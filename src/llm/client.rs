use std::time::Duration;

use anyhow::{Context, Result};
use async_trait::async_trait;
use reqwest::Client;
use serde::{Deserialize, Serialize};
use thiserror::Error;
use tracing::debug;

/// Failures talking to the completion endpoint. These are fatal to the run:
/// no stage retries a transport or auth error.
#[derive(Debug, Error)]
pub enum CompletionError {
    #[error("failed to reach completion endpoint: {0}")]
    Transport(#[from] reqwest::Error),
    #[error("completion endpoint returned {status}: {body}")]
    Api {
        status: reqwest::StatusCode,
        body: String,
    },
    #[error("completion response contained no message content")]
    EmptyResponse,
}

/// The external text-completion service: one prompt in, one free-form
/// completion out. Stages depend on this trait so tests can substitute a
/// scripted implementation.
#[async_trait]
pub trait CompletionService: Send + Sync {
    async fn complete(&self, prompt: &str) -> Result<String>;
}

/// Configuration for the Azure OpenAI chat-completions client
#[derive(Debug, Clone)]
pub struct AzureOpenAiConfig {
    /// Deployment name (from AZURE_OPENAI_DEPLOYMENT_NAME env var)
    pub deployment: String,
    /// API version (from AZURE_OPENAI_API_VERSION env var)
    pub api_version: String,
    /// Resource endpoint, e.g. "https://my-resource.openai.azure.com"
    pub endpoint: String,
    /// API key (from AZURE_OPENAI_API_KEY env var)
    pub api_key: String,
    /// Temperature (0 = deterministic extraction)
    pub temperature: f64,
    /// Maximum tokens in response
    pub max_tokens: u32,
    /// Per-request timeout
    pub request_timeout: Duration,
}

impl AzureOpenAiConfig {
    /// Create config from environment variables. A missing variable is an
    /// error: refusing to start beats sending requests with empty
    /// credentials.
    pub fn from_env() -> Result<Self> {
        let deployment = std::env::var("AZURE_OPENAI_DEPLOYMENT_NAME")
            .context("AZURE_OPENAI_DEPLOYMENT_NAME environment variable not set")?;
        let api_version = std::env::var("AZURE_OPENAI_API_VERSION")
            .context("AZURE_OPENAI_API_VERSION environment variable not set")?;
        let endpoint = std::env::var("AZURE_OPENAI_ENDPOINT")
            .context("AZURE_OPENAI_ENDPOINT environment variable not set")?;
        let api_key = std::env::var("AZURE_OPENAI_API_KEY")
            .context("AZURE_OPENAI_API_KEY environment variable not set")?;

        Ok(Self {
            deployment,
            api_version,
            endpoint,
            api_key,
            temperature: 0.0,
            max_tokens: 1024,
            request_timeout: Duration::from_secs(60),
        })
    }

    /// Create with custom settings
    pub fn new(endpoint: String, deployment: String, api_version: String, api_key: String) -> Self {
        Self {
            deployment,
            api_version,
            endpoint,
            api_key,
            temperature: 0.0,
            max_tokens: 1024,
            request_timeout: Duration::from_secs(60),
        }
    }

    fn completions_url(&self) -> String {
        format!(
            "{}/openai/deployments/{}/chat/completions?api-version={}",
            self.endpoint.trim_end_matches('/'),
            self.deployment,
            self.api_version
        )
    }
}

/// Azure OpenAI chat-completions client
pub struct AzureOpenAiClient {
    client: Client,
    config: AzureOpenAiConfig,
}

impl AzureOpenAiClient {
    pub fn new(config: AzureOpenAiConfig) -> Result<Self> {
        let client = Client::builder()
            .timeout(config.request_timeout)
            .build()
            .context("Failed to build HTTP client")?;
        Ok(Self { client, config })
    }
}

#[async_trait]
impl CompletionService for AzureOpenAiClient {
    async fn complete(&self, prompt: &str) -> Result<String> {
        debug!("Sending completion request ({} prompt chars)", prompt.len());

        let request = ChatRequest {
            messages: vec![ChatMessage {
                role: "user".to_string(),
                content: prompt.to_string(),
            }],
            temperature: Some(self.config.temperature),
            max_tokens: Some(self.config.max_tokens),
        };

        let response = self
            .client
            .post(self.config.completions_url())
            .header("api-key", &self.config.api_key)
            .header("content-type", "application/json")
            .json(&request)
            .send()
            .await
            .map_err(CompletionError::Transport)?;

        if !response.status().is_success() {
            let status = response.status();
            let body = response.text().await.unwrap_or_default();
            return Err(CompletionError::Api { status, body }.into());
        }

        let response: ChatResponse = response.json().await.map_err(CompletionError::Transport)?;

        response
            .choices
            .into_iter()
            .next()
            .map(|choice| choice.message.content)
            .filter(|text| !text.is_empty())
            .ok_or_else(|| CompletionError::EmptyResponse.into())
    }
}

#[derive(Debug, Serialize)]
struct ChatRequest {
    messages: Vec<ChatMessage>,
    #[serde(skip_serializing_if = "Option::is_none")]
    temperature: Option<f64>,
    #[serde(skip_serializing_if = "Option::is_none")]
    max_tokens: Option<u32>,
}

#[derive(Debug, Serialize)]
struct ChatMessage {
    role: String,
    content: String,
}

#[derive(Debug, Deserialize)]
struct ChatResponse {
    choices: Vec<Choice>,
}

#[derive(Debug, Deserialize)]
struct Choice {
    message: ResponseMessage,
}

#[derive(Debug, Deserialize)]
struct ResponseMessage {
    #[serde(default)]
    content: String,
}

• Problem to solve
The data should be transcribed exactly, line for line.

• Solution for this exercise
filename src/llm/client.rs
use std::time::Duration;

use anyhow::{Context, Result};
use async_trait::async_trait;
use reqwest::Client;
use serde::{Deserialize, Serialize};
use thiserror::Error;
use tracing::debug;

/// Failures talking to the completion endpoint. These are fatal to the run:
/// no stage retries a transport or auth error.
#[derive(Debug, Error)]
pub enum CompletionError {
    #[error("failed to reach completion endpoint: {0}")]
    Transport(#[from] reqwest::Error),
    #[error("completion endpoint returned {status}: {body}")]
    Api {
        status: reqwest::StatusCode,
        body: String,
    },
    #[error("completion response contained no message content")]
    EmptyResponse,
}

/// The external text-completion service: one prompt in, one free-form
/// completion out. Stages depend on this trait so tests can substitute a
/// scripted implementation.
#[async_trait]
pub trait CompletionService: Send + Sync {
    async fn complete(&self, prompt: &str) -> Result<String>;
}

/// Configuration for the Azure OpenAI chat-completions client
#[derive(Debug, Clone)]
pub struct AzureOpenAiConfig {
    /// Deployment name (from AZURE_OPENAI_DEPLOYMENT_NAME env var)
    pub deployment: String,
    /// API version (from AZURE_OPENAI_API_VERSION env var)
    pub api_version: String,
    /// Resource endpoint, e.g. "https://my-resource.openai.azure.com"
    pub endpoint: String,
    /// API key (from AZURE_OPENAI_API_KEY env var)
    pub api_key: String,
    /// Temperature (0 = deterministic extraction)
    pub temperature: f64,
    /// Maximum tokens in response
    pub max_tokens: u32,
    /// Per-request timeout
    pub request_timeout: Duration,
}

impl AzureOpenAiConfig {
    /// Create config from environment variables. A missing variable is an
    /// error: refusing to start beats sending requests with empty
    /// credentials.
    pub fn from_env() -> Result<Self> {
        let deployment = std::env::var("AZURE_OPENAI_DEPLOYMENT_NAME")
            .context("AZURE_OPENAI_DEPLOYMENT_NAME environment variable not set")?;
        let api_version = std::env::var("AZURE_OPENAI_API_VERSION")
            .context("AZURE_OPENAI_API_VERSION environment variable not set")?;
        let endpoint = std::env::var("AZURE_OPENAI_ENDPOINT")
            .context("AZURE_OPENAI_ENDPOINT environment variable not set")?;
        let api_key = std::env::var("AZURE_OPENAI_API_KEY")
            .context("AZURE_OPENAI_API_KEY environment variable not set")?;

        Ok(Self {
            deployment,
            api_version,
            endpoint,
            api_key,
            temperature: 0.0,
            max_tokens: 1024,
            request_timeout: Duration::from_secs(60),
        })
    }

    /// Create with custom settings
    pub fn new(endpoint: String, deployment: String, api_version: String, api_key: String) -> Self {
        Self {
            deployment,
            api_version,
            endpoint,
            api_key,
            temperature: 0.0,
            max_tokens: 1024,
            request_timeout: Duration::from_secs(60),
        }
    }

    fn completions_url(&self) -> String {
        format!(
            "{}/openai/deployments/{}/chat/completions?api-version={}",
            self.endpoint.trim_end_matches('/'),
            self.deployment,
            self.api_version
        )
    }
}

/// Azure OpenAI chat-completions client
pub struct AzureOpenAiClient {
    client: Client,
    config: AzureOpenAiConfig,
}

impl AzureOpenAiClient {
    pub fn new(config: AzureOpenAiConfig) -> Result<Self> {
        let client = Client::builder()
            .timeout(config.request_timeout)
            .build()
            .context("Failed to build HTTP client")?;
        Ok(Self { client, config })
    }
}

#[async_trait]
impl CompletionService for AzureOpenAiClient {
    async fn complete(&self, prompt: &str) -> Result<String> {
        debug!("Sending completion request ({} prompt chars)", prompt.len());

        let request = ChatRequest {
            messages: vec![ChatMessage {
                role: "user".to_string(),
                content: prompt.to_string(),
            }],
            temperature: Some(self.config.temperature),
            max_tokens: Some(self.config.max_tokens),
        };

        let response = self
            .client
            .post(self.config.completions_url())
            .header("api-key", &self.config.api_key)
            .header("content-type", "application/json")
            .json(&request)
            .send()
            .await
            .map_err(CompletionError::Transport)?;

        if !response.status().is_success() {
            let status = response.status();
            let body = response.text().await.unwrap_or_default();
            return Err(CompletionError::Api { status, body }.into());
        }

        let response: ChatResponse = response.json().await.map_err(CompletionError::Transport)?;

        response
            .choices
            .into_iter()
            .next()
            .map(|choice| choice.message.content)
            .filter(|text| !text.is_empty())
            .ok_or_else(|| CompletionError::EmptyResponse.into())
    }
}

#[derive(Debug, Serialize)]
struct ChatRequest {
    messages: Vec<ChatMessage>,
    #[serde(skip_serializing_if = "Option::is_none")]
    temperature: Option<f64>,
    #[serde(skip_serializing_if = "Option::is_none")]
    max_tokens: Option<u32>,
}

#[derive(Debug, Serialize)]
struct ChatMessage {
    role: String,
    content: String,
}

#[derive(Debug, Deserialize)]
struct ChatResponse {
    choices: Vec<Choice>,
}

#[derive(Debug, Deserialize)]
struct Choice {
    message: ResponseMessage,
}

#[derive(Debug, Deserialize)]
struct ResponseMessage {
    #[serde(default)]
    content: String,
}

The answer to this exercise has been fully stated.